◆ **Goal of the exercise**
Only the lines from the start of the entries through the line with "use sql_tutor::error::TutorError;" are wanted; please output them exactly.
Start of Input material
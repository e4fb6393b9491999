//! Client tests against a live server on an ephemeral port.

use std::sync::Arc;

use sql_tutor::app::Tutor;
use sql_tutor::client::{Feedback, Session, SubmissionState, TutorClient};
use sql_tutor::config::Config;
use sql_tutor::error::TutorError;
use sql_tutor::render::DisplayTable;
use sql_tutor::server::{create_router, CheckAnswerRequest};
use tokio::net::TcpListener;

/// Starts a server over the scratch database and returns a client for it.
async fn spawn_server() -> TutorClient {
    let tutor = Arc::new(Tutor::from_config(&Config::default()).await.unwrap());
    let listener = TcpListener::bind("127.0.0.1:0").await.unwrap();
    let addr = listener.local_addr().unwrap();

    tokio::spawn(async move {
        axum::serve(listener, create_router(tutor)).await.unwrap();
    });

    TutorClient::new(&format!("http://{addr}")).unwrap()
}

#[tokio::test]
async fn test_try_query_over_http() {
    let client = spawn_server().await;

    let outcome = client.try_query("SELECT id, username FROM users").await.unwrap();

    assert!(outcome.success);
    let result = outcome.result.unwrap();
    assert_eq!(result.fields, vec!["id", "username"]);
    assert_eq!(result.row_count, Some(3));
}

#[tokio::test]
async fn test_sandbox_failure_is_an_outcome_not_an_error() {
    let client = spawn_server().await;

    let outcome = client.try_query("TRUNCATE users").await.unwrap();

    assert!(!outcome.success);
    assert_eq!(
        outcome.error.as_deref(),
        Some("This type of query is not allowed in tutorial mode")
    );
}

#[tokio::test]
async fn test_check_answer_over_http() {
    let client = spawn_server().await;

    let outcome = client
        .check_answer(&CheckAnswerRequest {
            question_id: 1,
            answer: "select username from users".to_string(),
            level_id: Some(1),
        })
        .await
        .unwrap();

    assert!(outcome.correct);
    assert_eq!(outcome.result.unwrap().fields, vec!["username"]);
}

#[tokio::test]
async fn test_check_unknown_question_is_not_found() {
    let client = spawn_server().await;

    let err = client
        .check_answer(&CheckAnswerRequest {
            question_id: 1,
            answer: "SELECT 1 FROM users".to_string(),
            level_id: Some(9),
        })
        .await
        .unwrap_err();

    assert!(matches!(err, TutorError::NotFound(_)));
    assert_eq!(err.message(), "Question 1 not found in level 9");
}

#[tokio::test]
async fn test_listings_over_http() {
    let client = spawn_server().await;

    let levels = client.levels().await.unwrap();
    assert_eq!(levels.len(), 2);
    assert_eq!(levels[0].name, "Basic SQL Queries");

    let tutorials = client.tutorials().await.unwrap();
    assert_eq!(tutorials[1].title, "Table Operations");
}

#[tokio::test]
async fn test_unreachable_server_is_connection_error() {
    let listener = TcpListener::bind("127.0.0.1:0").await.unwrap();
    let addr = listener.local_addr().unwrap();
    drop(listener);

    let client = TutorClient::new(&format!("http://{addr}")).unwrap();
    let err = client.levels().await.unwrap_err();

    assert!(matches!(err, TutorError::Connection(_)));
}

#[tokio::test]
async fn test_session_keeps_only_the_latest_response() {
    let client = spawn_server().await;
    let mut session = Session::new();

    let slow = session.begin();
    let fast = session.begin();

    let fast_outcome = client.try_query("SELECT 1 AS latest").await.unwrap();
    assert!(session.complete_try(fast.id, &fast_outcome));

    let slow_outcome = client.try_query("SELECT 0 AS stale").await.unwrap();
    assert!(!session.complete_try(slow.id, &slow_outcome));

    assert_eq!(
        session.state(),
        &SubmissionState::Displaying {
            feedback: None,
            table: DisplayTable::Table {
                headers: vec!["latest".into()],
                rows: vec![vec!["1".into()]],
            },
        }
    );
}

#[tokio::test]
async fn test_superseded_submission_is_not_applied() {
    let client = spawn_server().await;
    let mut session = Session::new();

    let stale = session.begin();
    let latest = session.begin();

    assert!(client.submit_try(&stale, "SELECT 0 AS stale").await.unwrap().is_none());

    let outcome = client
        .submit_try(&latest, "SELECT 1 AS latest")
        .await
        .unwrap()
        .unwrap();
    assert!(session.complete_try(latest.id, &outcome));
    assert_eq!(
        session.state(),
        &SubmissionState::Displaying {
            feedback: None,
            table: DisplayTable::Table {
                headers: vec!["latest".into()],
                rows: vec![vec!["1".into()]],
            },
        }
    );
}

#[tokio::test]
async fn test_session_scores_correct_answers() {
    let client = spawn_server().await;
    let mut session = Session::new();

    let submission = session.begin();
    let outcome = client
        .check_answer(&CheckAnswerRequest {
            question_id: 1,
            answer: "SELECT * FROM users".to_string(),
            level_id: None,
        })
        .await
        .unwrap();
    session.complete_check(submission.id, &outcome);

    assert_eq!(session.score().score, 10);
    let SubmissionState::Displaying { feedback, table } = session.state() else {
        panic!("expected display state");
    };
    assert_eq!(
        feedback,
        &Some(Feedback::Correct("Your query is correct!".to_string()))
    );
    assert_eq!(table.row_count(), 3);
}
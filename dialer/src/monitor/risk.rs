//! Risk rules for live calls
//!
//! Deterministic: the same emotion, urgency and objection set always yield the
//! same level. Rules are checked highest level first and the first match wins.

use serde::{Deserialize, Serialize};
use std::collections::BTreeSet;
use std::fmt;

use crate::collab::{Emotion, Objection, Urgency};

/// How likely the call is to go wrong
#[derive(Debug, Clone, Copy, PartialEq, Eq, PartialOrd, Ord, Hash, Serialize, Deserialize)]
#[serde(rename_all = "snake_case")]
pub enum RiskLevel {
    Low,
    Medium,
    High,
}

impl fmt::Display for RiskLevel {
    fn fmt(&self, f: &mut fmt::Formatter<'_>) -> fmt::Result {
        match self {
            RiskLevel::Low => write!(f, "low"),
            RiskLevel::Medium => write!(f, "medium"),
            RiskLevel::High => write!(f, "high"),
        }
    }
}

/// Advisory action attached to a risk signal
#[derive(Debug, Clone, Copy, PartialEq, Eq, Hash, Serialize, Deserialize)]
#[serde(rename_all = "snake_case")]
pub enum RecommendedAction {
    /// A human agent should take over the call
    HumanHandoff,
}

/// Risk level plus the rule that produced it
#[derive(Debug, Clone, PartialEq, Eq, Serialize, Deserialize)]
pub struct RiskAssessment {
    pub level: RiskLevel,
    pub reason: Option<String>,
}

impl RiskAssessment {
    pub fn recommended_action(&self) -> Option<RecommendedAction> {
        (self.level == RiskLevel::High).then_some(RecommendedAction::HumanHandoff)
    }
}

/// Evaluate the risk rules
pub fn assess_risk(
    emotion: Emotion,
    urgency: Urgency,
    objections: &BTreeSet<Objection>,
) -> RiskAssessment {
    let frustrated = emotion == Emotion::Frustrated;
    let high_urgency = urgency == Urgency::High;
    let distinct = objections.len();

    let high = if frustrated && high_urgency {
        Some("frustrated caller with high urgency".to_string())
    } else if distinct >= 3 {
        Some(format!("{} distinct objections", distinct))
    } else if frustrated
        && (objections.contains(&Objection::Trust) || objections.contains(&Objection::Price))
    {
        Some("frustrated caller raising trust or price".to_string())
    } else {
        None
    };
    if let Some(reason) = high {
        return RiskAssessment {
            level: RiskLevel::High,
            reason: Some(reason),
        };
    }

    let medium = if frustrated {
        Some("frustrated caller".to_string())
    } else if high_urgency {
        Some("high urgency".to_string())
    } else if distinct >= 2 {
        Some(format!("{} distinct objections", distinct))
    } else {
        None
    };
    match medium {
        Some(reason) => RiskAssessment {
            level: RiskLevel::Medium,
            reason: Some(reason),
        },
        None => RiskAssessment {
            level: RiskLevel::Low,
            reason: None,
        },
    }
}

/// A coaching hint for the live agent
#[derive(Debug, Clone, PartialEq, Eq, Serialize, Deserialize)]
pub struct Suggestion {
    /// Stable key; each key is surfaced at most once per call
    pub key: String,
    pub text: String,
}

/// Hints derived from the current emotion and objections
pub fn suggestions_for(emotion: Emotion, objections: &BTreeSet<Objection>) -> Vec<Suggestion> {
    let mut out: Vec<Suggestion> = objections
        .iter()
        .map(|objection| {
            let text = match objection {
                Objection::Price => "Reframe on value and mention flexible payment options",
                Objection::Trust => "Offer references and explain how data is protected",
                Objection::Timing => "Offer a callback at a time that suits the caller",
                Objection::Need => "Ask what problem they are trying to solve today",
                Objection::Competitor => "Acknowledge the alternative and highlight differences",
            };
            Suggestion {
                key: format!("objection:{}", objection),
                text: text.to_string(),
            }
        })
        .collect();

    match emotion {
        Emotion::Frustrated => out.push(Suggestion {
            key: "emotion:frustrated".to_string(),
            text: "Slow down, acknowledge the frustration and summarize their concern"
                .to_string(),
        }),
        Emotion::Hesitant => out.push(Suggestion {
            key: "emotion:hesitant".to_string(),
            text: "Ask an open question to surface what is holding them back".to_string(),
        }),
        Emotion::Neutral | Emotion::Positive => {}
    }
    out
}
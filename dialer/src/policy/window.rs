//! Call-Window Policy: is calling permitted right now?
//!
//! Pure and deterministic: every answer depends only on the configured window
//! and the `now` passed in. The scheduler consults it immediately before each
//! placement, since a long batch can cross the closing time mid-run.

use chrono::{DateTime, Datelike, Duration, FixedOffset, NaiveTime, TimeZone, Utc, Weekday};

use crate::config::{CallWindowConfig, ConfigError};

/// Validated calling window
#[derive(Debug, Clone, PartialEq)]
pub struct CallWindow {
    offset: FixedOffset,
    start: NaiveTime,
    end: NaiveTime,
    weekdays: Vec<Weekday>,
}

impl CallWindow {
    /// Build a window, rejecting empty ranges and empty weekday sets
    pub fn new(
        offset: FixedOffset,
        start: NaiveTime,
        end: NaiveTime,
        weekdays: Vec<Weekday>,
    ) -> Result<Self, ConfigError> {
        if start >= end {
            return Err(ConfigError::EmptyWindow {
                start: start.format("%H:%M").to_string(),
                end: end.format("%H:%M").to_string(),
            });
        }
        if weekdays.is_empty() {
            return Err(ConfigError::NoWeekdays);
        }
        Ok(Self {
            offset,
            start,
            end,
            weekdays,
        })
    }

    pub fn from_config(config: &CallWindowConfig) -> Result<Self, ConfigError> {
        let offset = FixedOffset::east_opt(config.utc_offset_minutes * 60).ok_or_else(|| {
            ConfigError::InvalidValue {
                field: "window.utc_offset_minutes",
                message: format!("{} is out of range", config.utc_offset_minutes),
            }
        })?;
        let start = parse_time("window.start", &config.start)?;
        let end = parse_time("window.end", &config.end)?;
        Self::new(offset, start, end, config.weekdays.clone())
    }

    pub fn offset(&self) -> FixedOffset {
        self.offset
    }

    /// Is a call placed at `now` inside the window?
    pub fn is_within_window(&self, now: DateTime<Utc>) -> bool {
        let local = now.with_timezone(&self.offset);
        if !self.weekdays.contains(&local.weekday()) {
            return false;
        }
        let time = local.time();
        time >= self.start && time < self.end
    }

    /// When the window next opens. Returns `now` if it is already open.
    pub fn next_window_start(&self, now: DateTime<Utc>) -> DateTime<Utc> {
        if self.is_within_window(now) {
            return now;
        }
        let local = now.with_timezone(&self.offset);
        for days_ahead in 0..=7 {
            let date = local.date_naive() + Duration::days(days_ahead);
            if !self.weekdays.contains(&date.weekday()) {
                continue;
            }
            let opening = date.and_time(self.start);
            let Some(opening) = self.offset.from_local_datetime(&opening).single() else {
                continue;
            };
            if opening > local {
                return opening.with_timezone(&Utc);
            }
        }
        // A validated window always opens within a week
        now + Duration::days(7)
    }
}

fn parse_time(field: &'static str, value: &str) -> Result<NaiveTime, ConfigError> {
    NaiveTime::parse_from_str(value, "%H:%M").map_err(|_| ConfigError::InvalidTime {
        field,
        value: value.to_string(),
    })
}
End of Input material
◆ **Reply to the task**
repository e4fb6393b9491999
//! Client tests against a live server on an ephemeral port.

use std::sync::Arc;

use sql_tutor::app::Tutor;
use sql_tutor::client::{Feedback, Session, SubmissionState, TutorClient};
use sql_tutor::config::Config;
use sql_tutor::error::TutorError;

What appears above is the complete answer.